Requirement: Using the records below, output the stretch that opens with the line containing "add_console_sinks(&mut builder)?;" and closes with the line containing "static ref WHITESPACE_RUN: Regex", exactly and including both lines, with nothing more.

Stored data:
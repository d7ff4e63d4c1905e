// src/errors.rs

//! Crate-wide error type and helpers.

use std::path::PathBuf;

use thiserror::Error;

#[derive(Error, Debug)]
pub enum BundleError {
    /// The build tool could not be started at all (missing executable,
    /// permission denied, ...).
    #[error("failed to spawn `{command}`: {source}")]
    SpawnFailure {
        command: String,
        #[source]
        source: std::io::Error,
    },

    /// A drain task failed while reading one of the child's streams.
    #[error("failed to capture {stream} of `{command}`: {message}")]
    StreamCapture {
        command: String,
        stream: String,
        message: String,
    },

    /// The build tool exited non-zero, or never printed its success marker.
    #[error(
        "build failed in {project:?} (exit code {exit_code}): {reason}\ncommand: {command}\n--- output ---\n{output}"
    )]
    BuildFailure {
        project: PathBuf,
        command: String,
        exit_code: i32,
        reason: String,
        output: String,
    },

    /// Required deploy configuration is missing or points nowhere.
    #[error("deploy precondition failed: {0}")]
    DeployPrecondition(String),

    #[error("failed to copy artifact {artifact:?}: {source}")]
    ArtifactCopy {
        artifact: PathBuf,
        #[source]
        source: std::io::Error,
    },

    #[error("cannot reach management endpoint {endpoint}: {message}")]
    Connectivity { endpoint: String, message: String },

    #[error("Configuration error: {0}")]
    ConfigError(String),

    #[error("IO error: {0}")]
    IoError(#[from] std::io::Error),

    #[error("TOML parsing error: {0}")]
    TomlError(#[from] toml::de::Error),

    #[error(transparent)]
    Other(#[from] anyhow::Error),
}

impl BundleError {
    /// Process exit status to report for this error.
    ///
    /// Build failures surface the build tool's own exit code when it is a
    /// usable non-zero value; everything else maps to `1`.
    pub fn exit_code(&self) -> i32 {
        match self {
            BundleError::BuildFailure { exit_code, .. } if *exit_code > 0 => *exit_code,
            _ => 1,
        }
    }
}

pub use anyhow::Error;
pub type Result<T> = std::result::Result<T, BundleError>;

#[cfg(test)]
mod tests {
    use super::*;

    fn build_failure(exit_code: i32) -> BundleError {
        BundleError::BuildFailure {
            project: PathBuf::from("/tmp/app"),
            command: "./mvnw clean package".to_string(),
            exit_code,
            reason: "exit code was non-zero".to_string(),
            output: "[ERROR] boom\n".to_string(),
        }
    }

    #[test]
    fn build_failure_exit_code_is_propagated() {
        assert_eq!(build_failure(3).exit_code(), 3);
    }

    #[test]
    fn sentinel_or_zero_exit_code_maps_to_one() {
        assert_eq!(build_failure(-1).exit_code(), 1);
        // Exit 0 without the success marker is still a failure.
        assert_eq!(build_failure(0).exit_code(), 1);
        assert_eq!(BundleError::ConfigError("x".into()).exit_code(), 1);
    }

    #[test]
    fn build_failure_message_carries_diagnostics() {
        let msg = build_failure(2).to_string();
        assert!(msg.contains("/tmp/app"));
        assert!(msg.contains("./mvnw clean package"));
        assert!(msg.contains("[ERROR] boom"));
    }
}
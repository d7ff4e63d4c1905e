// src/main.rs

use bundlewatch::{cli, logging, run};

#[tokio::main]
async fn main() {
    let args = cli::parse();
    if let Err(err) = logging::init_logging(args.log_level) {
        eprintln!("bundlewatch error: {err:?}");
        std::process::exit(1);
    }

    if let Err(err) = run(args).await {
        eprintln!("bundlewatch error: {err}");
        std::process::exit(err.exit_code());
    }
}
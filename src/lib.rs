pub mod config;
pub mod logger;
pub mod server;
pub mod slug;
pub mod page_range;
pub mod paginator;
pub mod post;
pub mod content_api;
pub mod remote_api;
pub mod navigation;
pub mod slug_index;
pub mod resolver;
pub mod catalog;
pub mod environment;
mod text_utils;
mod query_string;
mod view;
mod test_data;
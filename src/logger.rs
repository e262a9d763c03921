use std::path::Path;
use std::sync::Arc;
use std::time::Duration;

use spdlog::sink::{RotatingFileSink, RotationPolicy, StdStream, StdStreamSink};
use spdlog::{Level, LevelFilter, Logger, LoggerBuilder};

use crate::config::{Config, LogLevel};

const DEFAULT_MAX_FILES: usize = 30;

impl From<LogLevel> for Level {
    fn from(value: LogLevel) -> Self {
        match value {
            LogLevel::Critical => Level::Critical,
            LogLevel::Error => Level::Error,
            LogLevel::Warn => Level::Warn,
            LogLevel::Info => Level::Info,
            LogLevel::Debug => Level::Debug,
            LogLevel::Trace => Level::Trace,
        }
    }
}

fn add_console_sinks(builder: &mut LoggerBuilder) -> spdlog::Result<()> {
    let stdout = Arc::new(StdStreamSink::builder()
        .std_stream(StdStream::Stdout)
        .level_filter(LevelFilter::MoreVerbose(Level::Warn))
        .build()?);

    let stderr = Arc::new(StdStreamSink::builder()
        .std_stream(StdStream::Stderr)
        .level_filter(LevelFilter::MoreSevereEqual(Level::Warn))
        .build()?);

    builder.sink(stdout).sink(stderr);

    Ok(())
}

fn daily_file_sink(location: &Path, max_files: usize) -> spdlog::Result<Arc<RotatingFileSink>> {
    let sink = RotatingFileSink::builder()
        .base_path(location)
        .rotation_policy(RotationPolicy::Daily { hour: 0, minute: 0 })
        .max_files(max_files)
        .rotate_on_open(false)
        .build()?;
    Ok(Arc::new(sink))
}

/// Installs the daily rotating file logger from `[log]`. Without that
/// section the default console logger stays in place.
pub fn configure_logger(config: &Config) -> spdlog::Result<()> {
    let Some(ref log) = config.log else {
        return Ok(());
    };
    // Filled in by the binary when missing
    let Some(ref location) = log.location else {
        return Ok(());
    };

    let mut builder = Logger::builder();
    builder.sink(daily_file_sink(location, log.max_files.unwrap_or(DEFAULT_MAX_FILES))?);
    if log.log_to_console {
        add_console_sinks(&mut builder)?;
    }

    let logger = Arc::new(builder.build()?);
    logger.set_flush_level_filter(LevelFilter::MoreSevereEqual(Level::Info));
    logger.set_flush_period(Some(Duration::from_secs(2)));
    logger.set_level_filter(LevelFilter::MoreSevereEqual(log.level.into()));

    spdlog::set_default_logger(logger);

    Ok(())
}
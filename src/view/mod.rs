pub mod list_view;
pub mod post_view;
use lazy_static::lazy_static;
use regex::Regex;

const STORE_ID_LEN: usize = 24;

lazy_static! {
    static ref NON_SLUG_CHARS: Regex = Regex::new(r"[^a-z0-9\s-]").unwrap();
    static ref WHITESPACE_RUN: Regex = Regex::new(r"\s+").unwrap();
    static ref HYPHEN_RUN: Regex = Regex::new(r"-+").unwrap();
}

/// Turns a post title into the slug used in post links.
///
/// "High-Yield Savings!" becomes "high-yield-savings". The result only has
/// `[a-z0-9-]`, never starts or ends with a hyphen and is stable when applied
/// again. It can be empty when the title has nothing usable in it, callers
/// treat that as "no slug".
pub fn slugify(title: &str) -> String {
    let lowered = title.to_lowercase();
    let trimmed = lowered.trim();
    let cleaned = NON_SLUG_CHARS.replace_all(trimmed, "");
    let hyphenated = WHITESPACE_RUN.replace_all(&cleaned, "-");
    let collapsed = HYPHEN_RUN.replace_all(&hyphenated, "-");
    collapsed.trim_matches('-').to_string()
}

/// Slug for a category page, e.g. "Personal Finance" -> "personal-finance".
/// Categories keep any other character as is.
pub fn category_slug(name: &str) -> String {
    WHITESPACE_RUN.replace_all(&name.to_lowercase(), "-").to_string()
}

/// Whether a path segment has the shape of a content store id
/// (24 hex chars, any case). It does not say the id exists.
pub fn looks_like_store_id(segment: &str) -> bool {
    segment.len() == STORE_ID_LEN && segment.chars().all(|c| c.is_ascii_hexdigit())
}

#[cfg(test)]
mod tests {
    use super::*;

    const TRICKY_TITLES: &[&str] = &[
        "",
        "   ",
        "!!!",
        "High-Yield Savings!",
        "  --Leading and trailing--  ",
        "Multiple   spaces\tand\nnewlines",
        "snake_case_title",
        "Crème brûlée & Café",
        "100% Guaranteed: 5 Ways to Save $1,000",
        "a - b -- c",
        "ÀÉÎ İstanbul",
        "-",
        "- - -",
    ];

    #[test]
    fn test_slugify_titles() {
        assert_eq!(slugify("High-Yield Savings!"), "high-yield-savings");
        assert_eq!(slugify("The Complete Guide to Index Fund Investing in 2024"),
                   "the-complete-guide-to-index-fund-investing-in-2024");
        assert_eq!(slugify("  --Leading and trailing--  "), "leading-and-trailing");
        assert_eq!(slugify("a - b -- c"), "a-b-c");
        assert_eq!(slugify("Multiple   spaces\tand\nnewlines"), "multiple-spaces-and-newlines");
        assert_eq!(slugify("100% Guaranteed: 5 Ways to Save $1,000"), "100-guaranteed-5-ways-to-save-1000");
    }

    #[test]
    fn test_slugify_drops_non_ascii_and_underscore() {
        assert_eq!(slugify("Crème brûlée"), "crme-brle");
        assert_eq!(slugify("snake_case_title"), "snakecasetitle");
    }

    #[test]
    fn test_slugify_empty_results() {
        assert_eq!(slugify(""), "");
        assert_eq!(slugify("   "), "");
        assert_eq!(slugify("!!! ???"), "");
        assert_eq!(slugify("- - -"), "");
    }

    #[test]
    fn test_slugify_idempotent() {
        for title in TRICKY_TITLES {
            let once = slugify(title);
            assert_eq!(slugify(&once), once, "title {:?}", title);
        }
    }

    #[test]
    fn test_slugify_output_shape() {
        for title in TRICKY_TITLES {
            let slug = slugify(title);
            assert!(slug.chars().all(|c| c.is_ascii_lowercase() || c.is_ascii_digit() || c == '-'),
                    "bad char in {:?}", slug);
            assert!(!slug.starts_with('-') && !slug.ends_with('-'), "hyphen edge in {:?}", slug);
            assert!(!slug.contains("--"), "double hyphen in {:?}", slug);
        }
    }

    #[test]
    fn test_category_slug() {
        assert_eq!(category_slug("Personal Finance"), "personal-finance");
        assert_eq!(category_slug("Credit  Cards"), "credit-cards");
        assert_eq!(category_slug("Investing"), "investing");
    }

    #[test]
    fn test_looks_like_store_id() {
        assert!(looks_like_store_id("507f1f77bcf86cd799439011"));
        assert!(looks_like_store_id("507F1F77BCF86CD799439011"));
        assert!(!looks_like_store_id("my-post-title"));
        assert!(!looks_like_store_id("507f1f77bcf86cd79943901"));
        assert!(!looks_like_store_id("507f1f77bcf86cd7994390111"));
        assert!(!looks_like_store_id("507f1f77bcf86cd79943901g"));
        assert!(!looks_like_store_id(""));
    }
}
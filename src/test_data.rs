#![cfg(test)]

use std::sync::atomic::{AtomicUsize, Ordering};
use std::sync::Mutex;

use async_trait::async_trait;

use crate::content_api::{ApiError, ApiResult, ContentApi};
use crate::post::{Category, CategoryRef, Post, PostImages};

pub const POSTS_JSON: &str = r#"[
  {
    "_id": "65a1f0c2e4b0a1b2c3d4e5f6",
    "title": "The Complete Guide to Index Fund Investing in 2024",
    "slug": "index-funds-guide",
    "category": { "name": "Investing" },
    "createdAt": "2024-01-20T09:30:00.000Z",
    "excerpt": "Index funds are the simplest way to invest.",
    "image": "https://img.example.com/index.jpg",
    "image_small": "https://img.example.com/index-small.jpg",
    "author": { "name": "Jane" }
  },
  {
    "_id": "65a1f0c2e4b0a1b2c3d4e5f7",
    "title": "High-Yield Savings!",
    "category": { "name": "Saving Tips" },
    "date": "2024-01-21"
  },
  {
    "_id": "65a1f0c2e4b0a1b2c3d4e5f8",
    "title": "Credit Card Rewards Explained",
    "slug": "",
    "category": { "name": "Credit Cards" },
    "excerpt": "Points, miles and cash back."
  }
]"#;

/// Fields the API sends as `null` instead of leaving them out.
pub const POSTS_WITH_NULLS_JSON: &str = r#"[
  {
    "_id": "65a1f0c2e4b0a1b2c3d4e5f6",
    "title": "Index Funds",
    "slug": "index-funds",
    "category": { "name": "Investing" },
    "excerpt": null,
    "author": null
  },
  {
    "_id": "65a1f0c2e4b0a1b2c3d4e5f9",
    "title": "Orphaned Post",
    "slug": null,
    "category": null,
    "createdAt": null,
    "image": null
  }
]"#;

pub fn post(id: &str, title: &str, slug: Option<&str>, category: &str) -> Post {
    Post {
        id: id.to_string(),
        title: title.to_string(),
        slug: slug.map(str::to_string),
        category: CategoryRef { name: category.to_string() },
        created_at: None,
        date: None,
        excerpt: String::new(),
        author: None,
        images: PostImages::default(),
    }
}

pub fn category(id: &str, name: &str) -> Category {
    Category {
        id: id.to_string(),
        name: name.to_string(),
        description: format!("All about {}", name),
    }
}

/// In-memory [`ContentApi`] that counts calls and can be made to fail.
#[derive(Default)]
pub struct FakeContentApi {
    pub posts: Vec<Post>,
    pub categories: Vec<Category>,
    pub slug_lookup: bool,
    pub fail_list: bool,
    pub fail_by_id: bool,
    pub list_calls: AtomicUsize,
    pub by_id_calls: AtomicUsize,
    pub by_slug_calls: AtomicUsize,
    pub log: Mutex<Vec<String>>,
}

impl FakeContentApi {
    pub fn with_posts(posts: Vec<Post>) -> Self {
        FakeContentApi {
            posts,
            ..Default::default()
        }
    }

    fn record(&self, call: String) {
        if let Ok(mut log) = self.log.lock() {
            log.push(call);
        }
    }

    pub fn calls(&self) -> Vec<String> {
        self.log.lock().map(|log| log.clone()).unwrap_or_default()
    }
}

#[async_trait]
impl ContentApi for FakeContentApi {
    async fn list_posts(&self) -> ApiResult<Vec<Post>> {
        self.list_calls.fetch_add(1, Ordering::SeqCst);
        self.record("list_posts".to_string());
        if self.fail_list {
            return Err(ApiError::Unavailable("list down".to_string()));
        }
        Ok(self.posts.clone())
    }

    async fn post_by_id(&self, id: &str) -> ApiResult<Post> {
        self.by_id_calls.fetch_add(1, Ordering::SeqCst);
        self.record(format!("post_by_id:{}", id));
        if self.fail_by_id {
            return Err(ApiError::Unavailable("HTTP 500".to_string()));
        }
        self.posts.iter()
            .find(|p| p.id == id)
            .cloned()
            .ok_or_else(|| ApiError::NotFound(id.to_string()))
    }

    async fn post_by_slug(&self, slug: &str) -> ApiResult<Post> {
        if !self.slug_lookup {
            return Err(ApiError::Unsupported("post_by_slug"));
        }
        self.by_slug_calls.fetch_add(1, Ordering::SeqCst);
        self.record(format!("post_by_slug:{}", slug));
        self.posts.iter()
            .find(|p| p.stored_slug() == Some(slug))
            .cloned()
            .ok_or_else(|| ApiError::NotFound(slug.to_string()))
    }

    async fn list_categories(&self) -> ApiResult<Vec<Category>> {
        self.record("list_categories".to_string());
        Ok(self.categories.clone())
    }
}
use std::io::ErrorKind;
use std::path::{Path, PathBuf};
use std::{env, fs, io};

use serde::Deserialize;

use crate::page_range::{ButtonBudget, MIN_BUTTONS};

#[derive(Deserialize)]
pub struct Site {
    pub name: String,
}

#[derive(Deserialize)]
pub struct Api {
    pub base_url: String,
    #[serde(default = "default_slug_lookup")]
    pub slug_lookup: bool,
    pub timeout_secs: Option<u64>,
}

#[derive(Deserialize)]
pub struct Pagination {
    #[serde(default = "default_page_size")]
    pub page_size: u32,
    #[serde(default = "default_wide_buttons")]
    pub wide_buttons: u32,
    #[serde(default = "default_narrow_buttons")]
    pub narrow_buttons: u32,
    #[serde(default = "default_narrow_breakpoint")]
    pub narrow_breakpoint: u32,
}

#[derive(Deserialize)]
pub struct Server {
    pub address: String,
    pub port: u16,
}

#[derive(Deserialize)]
pub struct Log {
    pub level: LogLevel,
    pub log_to_console: bool,
    pub location: Option<PathBuf>,
    /// Daily files kept before the oldest is removed
    pub max_files: Option<usize>,
}

#[derive(Deserialize, Copy, Clone)]
pub enum LogLevel {
    Critical = 0,
    Error,
    Warn,
    Info,
    Debug,
    Trace,
}

#[derive(Deserialize)]
pub struct Config {
    pub site: Site,
    pub api: Api,
    #[serde(default)]
    pub pagination: Pagination,
    pub server: Server,
    pub log: Option<Log>,
}

fn default_slug_lookup() -> bool { true }
fn default_page_size() -> u32 { 6 }
fn default_wide_buttons() -> u32 { 7 }
fn default_narrow_buttons() -> u32 { 5 }
fn default_narrow_breakpoint() -> u32 { 768 }

impl Default for Pagination {
    fn default() -> Self {
        Pagination {
            page_size: default_page_size(),
            wide_buttons: default_wide_buttons(),
            narrow_buttons: default_narrow_buttons(),
            narrow_breakpoint: default_narrow_breakpoint(),
        }
    }
}

impl Pagination {
    pub fn button_budget(&self) -> ButtonBudget {
        ButtonBudget {
            wide: self.wide_buttons,
            narrow: self.narrow_buttons,
            narrow_breakpoint: self.narrow_breakpoint,
        }
    }
}

fn parse_path(path: PathBuf) -> PathBuf {
    let Some(str_path) = path.to_str() else {
        return path;
    };
    if !str_path.starts_with("${exe_dir}") {
        return path;
    }

    let exe_dir = env::current_exe().ok()
        .and_then(|exe| exe.parent().map(Path::to_path_buf));
    match exe_dir {
        Some(exe_dir) => PathBuf::from(str_path.replace("${exe_dir}", &exe_dir.to_string_lossy())),
        None => path,
    }
}

pub fn parse_config(cfg_content: &str) -> io::Result<Config> {
    let mut cfg: Config = match toml::from_str::<Config>(cfg_content) {
        Ok(cfg) => cfg,
        Err(e) => return Err(io::Error::new(
            ErrorKind::InvalidData, format!("Error parsing configuration file: {}", e))),
    };

    let pagination = &cfg.pagination;
    if pagination.wide_buttons < MIN_BUTTONS || pagination.narrow_buttons < MIN_BUTTONS {
        return Err(io::Error::new(ErrorKind::InvalidData, format!(
            "Pagination needs at least {} buttons, got wide_buttons = {} and narrow_buttons = {}",
            MIN_BUTTONS, pagination.wide_buttons, pagination.narrow_buttons)));
    }

    if let Some(ref mut log) = cfg.log {
        log.location = log.location.take().map(parse_path);
    }

    Ok(cfg)
}

pub fn read_config(cfg_path: &Path) -> io::Result<Config> {
    let cfg_content = match fs::read_to_string(cfg_path) {
        Ok(content) => content,
        Err(e) => return Err(io::Error::new(e.kind(), format!("Error opening configuration file {}: {}", cfg_path.display(), e))),
    };

    parse_config(&cfg_content)
}

#[cfg(test)]
mod tests {
    use super::*;

    const FULL_CONFIG: &str = r#"
[site]
name = "Money Notes"

[api]
base_url = "https://blog.example.com/api"
slug_lookup = false
timeout_secs = 5

[pagination]
page_size = 9
wide_buttons = 9
narrow_buttons = 5
narrow_breakpoint = 640

[server]
address = "127.0.0.1"
port = 8080

[log]
level = "Debug"
log_to_console = true
location = "${exe_dir}/log/server.log"
max_files = 7
"#;

    const MINIMAL_CONFIG: &str = r#"
[site]
name = "Money Notes"

[api]
base_url = "https://blog.example.com/api"

[server]
address = "0.0.0.0"
port = 8001
"#;

    #[test]
    fn test_full_config() {
        let cfg = parse_config(FULL_CONFIG).unwrap();
        assert_eq!(cfg.site.name, "Money Notes");
        assert!(!cfg.api.slug_lookup);
        assert_eq!(cfg.api.timeout_secs, Some(5));
        assert_eq!(cfg.pagination.page_size, 9);
        assert_eq!(cfg.pagination.button_budget(), ButtonBudget { wide: 9, narrow: 5, narrow_breakpoint: 640 });
        assert_eq!(cfg.server.port, 8080);

        let log = cfg.log.unwrap();
        assert!(matches!(log.level, LogLevel::Debug));
        assert_eq!(log.max_files, Some(7));
        let location = log.location.unwrap();
        assert!(!location.to_string_lossy().contains("${exe_dir}"));
        assert!(location.ends_with("log/server.log"));
    }

    #[test]
    fn test_defaults() {
        let cfg = parse_config(MINIMAL_CONFIG).unwrap();
        assert!(cfg.api.slug_lookup);
        assert_eq!(cfg.api.timeout_secs, None);
        assert_eq!(cfg.pagination.page_size, 6);
        assert_eq!(cfg.pagination.button_budget(), ButtonBudget::default());
        assert!(cfg.log.is_none());
    }

    #[test]
    fn test_invalid_config() {
        let err = parse_config("[site]\nname = 1").err().unwrap();
        assert_eq!(err.kind(), ErrorKind::InvalidData);
    }

    #[test]
    fn test_too_few_buttons() {
        let cfg = MINIMAL_CONFIG.to_string() + "\n[pagination]\nnarrow_buttons = 3\n";
        let err = parse_config(&cfg).err().unwrap();
        assert_eq!(err.kind(), ErrorKind::InvalidData);
        assert!(err.to_string().contains("narrow_buttons = 3"));

        let cfg = MINIMAL_CONFIG.to_string() + "\n[pagination]\nwide_buttons = 5\nnarrow_buttons = 5\n";
        assert!(parse_config(&cfg).is_ok());
    }

    #[test]
    fn test_missing_file() {
        let err = read_config(Path::new("/definitely/not/here/blogfront.toml")).err().unwrap();
        assert_eq!(err.kind(), ErrorKind::NotFound);
    }
}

Response to this exercise:
        add_console_sinks(&mut builder)?;
    }

    let logger = Arc::new(builder.build()?);
    logger.set_flush_level_filter(LevelFilter::MoreSevereEqual(Level::Info));
    logger.set_flush_period(Some(Duration::from_secs(2)));
    logger.set_level_filter(LevelFilter::MoreSevereEqual(log.level.into()));

    spdlog::set_default_logger(logger);

    Ok(())
}
filename src/view/mod.rs
pub mod list_view;
pub mod post_view;
use lazy_static::lazy_static;
use regex::Regex;

const STORE_ID_LEN: usize = 24;

lazy_static! {
    static ref NON_SLUG_CHARS: Regex = Regex::new(r"[^a-z0-9\s-]").unwrap();
    static ref WHITESPACE_RUN: Regex = Regex::new(r"\s+").unwrap();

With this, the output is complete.